# DL1 Data Handler Demo

This notebook demonstrates how to use DL1 Data Handler to write/read IACT data for use with machine learning analysis in Python.

## Writing Data

Using DL1 Data Writer, it is easy to convert data from simtel or other data formats to a standardized HDF5 (PyTables) file format which can be used conveniently in Python. Note: The code below is very similar to the code which can be found at dl1-data-handler/scripts/write_data.py

In [1]:
from dl1_data_handler.writer import DL1DataWriter, CTAMLDataDumper

We first define a runlist which tells the Data Writer which data files to process and what output HDF5 files we want (their names, locations, and which input files they correspond to). Note that you may have to adjust the runlist below to the desired files/locations. 

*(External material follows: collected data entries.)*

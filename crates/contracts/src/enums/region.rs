use serde::{Deserialize, Serialize};

/// Marketplace country code with the static endpoint and
/// fulfillment-center lookups MWS scopes its regions by
#[derive(Debug, Clone, Copy, PartialEq, Eq, Hash, Serialize, Deserialize)]
pub enum Region {
    Us,
    Ca,
    De,
    Es,
    Fr,
    It,
    Gb,
    Jp,
    Cn,
    In,
}

impl Region {
    pub fn code(&self) -> &'static str {
        match self {
            Self::Us => "US",
            Self::Ca => "CA",
            Self::De => "DE",
            Self::Es => "ES",
            Self::Fr => "FR",
            Self::It => "IT",
            Self::Gb => "GB",
            Self::Jp => "JP",
            Self::Cn => "CN",
            Self::In => "IN",
        }
    }

    pub fn from_code(code: &str) -> Option<Self> {
        match code {
            "US" => Some(Self::Us),
            "CA" => Some(Self::Ca),
            "DE" => Some(Self::De),
            "ES" => Some(Self::Es),
            "FR" => Some(Self::Fr),
            "IT" => Some(Self::It),
            "GB" => Some(Self::Gb),
            "JP" => Some(Self::Jp),
            "CN" => Some(Self::Cn),
            "IN" => Some(Self::In),
            _ => None,
        }
    }

    /// API endpoint host serving this marketplace region
    pub fn endpoint(&self) -> &'static str {
        match self {
            Self::Us => "mws.amazonservices.com",
            Self::Ca => "mws.amazonservices.ca",
            Self::De | Self::Es | Self::Fr | Self::It | Self::Gb => "mws-eu.amazonservices.com",
            Self::Jp => "mws.amazonservices.jp",
            Self::Cn => "mws.amazonservices.com.cn",
            Self::In => "mws.amazonservices.in",
        }
    }

    /// Fulfillment-network tag used when switching a product to
    /// Amazon-fulfilled in a given region
    pub fn fulfillment_center(&self) -> &'static str {
        match self {
            Self::Us | Self::Ca => "AMAZON_NA",
            Self::De | Self::Es | Self::Fr | Self::It | Self::Gb => "AMAZON_EU",
            Self::Jp => "AMAZON_JP",
            Self::Cn => "AMAZON_CN",
            Self::In => "AMAZON_IN",
        }
    }
}

impl Default for Region {
    fn default() -> Self {
        Self::Us
    }
}

impl std::fmt::Display for Region {
    fn fmt(&self, f: &mut std::fmt::Formatter<'_>) -> std::fmt::Result {
        f.write_str(self.code())
    }
}

#[cfg(test)]
mod tests {
    use super::*;

    #[test]
    fn fulfillment_center_lookup() {
        assert_eq!(Region::Us.fulfillment_center(), "AMAZON_NA");
        assert_eq!(Region::Ca.fulfillment_center(), "AMAZON_NA");
        assert_eq!(Region::Gb.fulfillment_center(), "AMAZON_EU");
        assert_eq!(Region::Jp.fulfillment_center(), "AMAZON_JP");
        assert_eq!(Region::In.fulfillment_center(), "AMAZON_IN");
    }

    #[test]
    fn eu_marketplaces_share_one_endpoint() {
        for r in [Region::De, Region::Es, Region::Fr, Region::It, Region::Gb] {
            assert_eq!(r.endpoint(), "mws-eu.amazonservices.com");
        }
    }
}
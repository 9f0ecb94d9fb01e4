pub mod common;

pub mod a001_merchant_account;
pub mod a002_amazon_marketplace;
pub mod a003_amazon_profile;
pub mod a004_feed_submission;
pub mod a005_fulfillment_order;
pub mod a006_catalog_product;
pub mod a007_store_order;
pub mod a008_shipping_event;
pub mod gateway;
pub mod mappers;
pub mod writers;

NOTE: Runlists can also be provided from the command line in the form of a YAML file and these files can be generated automatically using the dl1-data-handler/scripts/generate_runlist.py script.

In [4]:
runlist = [
    {
        'inputs': ["dl1_data_handler_demo/gamma_20deg_0deg_run100___cta-prod3-demo_desert-2150m-Paranal-baseline-sample_cone10.simtel.gz",
                    "dl1_data_handler_demo/gamma_20deg_0deg_run101___cta-prod3-demo_desert-2150m-Paranal-baseline-sample_cone10.simtel.gz",
                    "dl1_data_handler_demo/gamma_20deg_0deg_run102___cta-prod3-demo_desert-2150m-Paranal-baseline-sample_cone10.simtel.gz",
                    "dl1_data_handler_demo/gamma_20deg_0deg_run103___cta-prod3-demo_desert-2150m-Paranal-baseline-sample_cone10.simtel.gz"],
        'target': "gamma_20deg_0deg_runs100-103___cta-prod3-demo_desert-2150m-Paranal-baseline-sample_cone10.h5"
    },
     {
        'inputs': ["dl1_data_handler_demo/proton_20deg_0deg_run100___cta-prod3-demo_desert-2150m-Paranal-baseline-sample_cone10.simtel.gz",
                    "dl1_data_handler_demo/proton_20deg_0deg_run101___cta-prod3-demo_desert-2150m-Paranal-baseline-sample_cone10.simtel.gz",
                    "dl1_data_handler_demo/proton_20deg_0deg_run102___cta-prod3-demo_desert-2150m-Paranal-baseline-sample_cone10.simtel.gz",
                    "dl1_data_handler_demo/proton_20deg_0deg_run103___cta-prod3-demo_desert-2150m-Paranal-baseline-sample_cone10.simtel.gz"],
        'target': "proton_20deg_0deg_runs100-103___cta-prod3-demo_desert-2150m-Paranal-baseline-sample_cone10.h5"
    },
]


print("Number of input files in runlist: {}".format(
    len([input_file for run in runlist for input_file in run['inputs']])))
print("Number of output files requested: {}".format(
    len(runlist)))

The writing of data by DL1DataWriter is handled in two stages. First, the data is loaded from the input files into ctapipe containers using ctapipe's event source API. Any input format which is supported by ctapipe event sources (including most IACT data formats) can therefore be read in.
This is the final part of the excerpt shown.